## Problem set: Week 7 (Resting fMRI)
In this problem set you will load the correlation data from one of the Midnight Scan Club subjects (which has already been extracted using the Glasser MMP parcellation) and perform several analyses to characterize the network.

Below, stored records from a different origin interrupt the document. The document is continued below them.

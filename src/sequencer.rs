//! Apply-or-skip sequencing over the provisioning plan.

use anyhow::Result;
use std::path::Path;
use thiserror::Error;

use crate::inspector;
use crate::kubectl::ClusterCli;
use crate::plan::Step;

/// Immutable run inputs, collected once at startup.
#[derive(Debug, Clone)]
pub struct RunConfig {
    pub namespace: String,
    pub min_count: usize,
    pub dry_run: bool,
}

/// A failed `apply` invocation. Aborts the run; the code becomes the process
/// exit status.
#[derive(Debug, Error)]
#[error("apply failed for {kind} ({manifest}): exit status {code}")]
pub struct ApplyError {
    pub kind: String,
    pub manifest: String,
    pub code: i32,
}

/// Walk the plan in order, applying each step whose observed count falls
/// below the threshold.
///
/// Each step's decision depends only on its own count; the only coupling
/// between steps is their fixed order, which encodes resource dependency
/// (namespace first). The apply itself is a declarative upsert delegated to
/// the cluster CLI, so re-running against a satisfied cluster is a pure
/// skip.
pub fn run(
    cli: &dyn ClusterCli,
    config: &RunConfig,
    manifest_dir: &Path,
    steps: &[Step],
) -> Result<()> {
    if config.dry_run {
        for step in steps {
            println!(
                "dry-run: would apply {}",
                manifest_dir.join(step.manifest()).display()
            );
        }
        return Ok(());
    }

    for step in steps {
        let current = match step {
            Step::Unconditional { .. } => None,
            Step::Namespaced { kind, .. } => {
                Some(inspector::count_namespaced(cli, kind, &config.namespace))
            }
            Step::ClusterScoped { kind, .. } => Some(inspector::count_cluster_scoped(cli, kind)),
        };
        match current {
            None => {
                println!("{}: applying {} (unconditional)", step.kind(), step.manifest());
                apply(cli, manifest_dir, step.kind(), step.manifest())?;
            }
            Some(current) => gate(cli, config, manifest_dir, step, current)?,
        }
    }
    Ok(())
}

fn gate(
    cli: &dyn ClusterCli,
    config: &RunConfig,
    manifest_dir: &Path,
    step: &Step,
    current: usize,
) -> Result<()> {
    println!(
        "{}",
        decision_line(step.kind(), step.manifest(), current, config.min_count)
    );
    if current < config.min_count {
        apply(cli, manifest_dir, step.kind(), step.manifest())?;
    }
    Ok(())
}

/// Human-readable decision line stating kind, observed count, and threshold.
fn decision_line(kind: &str, manifest: &str, current: usize, min_count: usize) -> String {
    if current < min_count {
        format!("{kind}: found {current} < {min_count}, applying {manifest}")
    } else {
        format!("{kind}: found {current} >= {min_count}, skipping")
    }
}

fn apply(cli: &dyn ClusterCli, manifest_dir: &Path, kind: &str, manifest: &str) -> Result<()> {
    let path = manifest_dir.join(manifest);
    let path = path.to_string_lossy();
    let code = cli.invoke(&["apply", "-f", path.as_ref()])?;
    if code != 0 {
        return Err(ApplyError {
            kind: kind.to_string(),
            manifest: manifest.to_string(),
            code,
        }
        .into());
    }
    Ok(())
}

As before, skeletal code is provided - please fill in any areas where you see ...


In [152]:
import os,pickle,sys
import numpy,pandas
import nilearn.datasets
import nilearn.plotting
import matplotlib.pyplot as plt
import scipy.stats
import networkx as nx
import sklearn.metrics
import bct
from collections import Counter

from brainnetworks.r2z import r_to_z,z_to_r
%matplotlib inline

datadir = nilearn.datasets.get_data_dirs()[0]
if not os.path.exists(datadir):
    os.mkdir(datadir)
    
atlasdir='/Users/kaandonbekci/dev/brain-networks/brain-networks-course/data/HCP-MMP1'

labelfile=os.path.join(atlasdir,'MMP_yeo2011_networks.csv')
labeldata=pandas.read_csv(labelfile)


In [153]:
# first load the data
sub=1
corrtype='gsr'  # use data with global signal regression
scrubtype='full' # don't use scrubbing


subdir=os.path.join(datadir,'MSC/ds000224/derivatives/fmriprep/sub-MSC%02d/'%sub)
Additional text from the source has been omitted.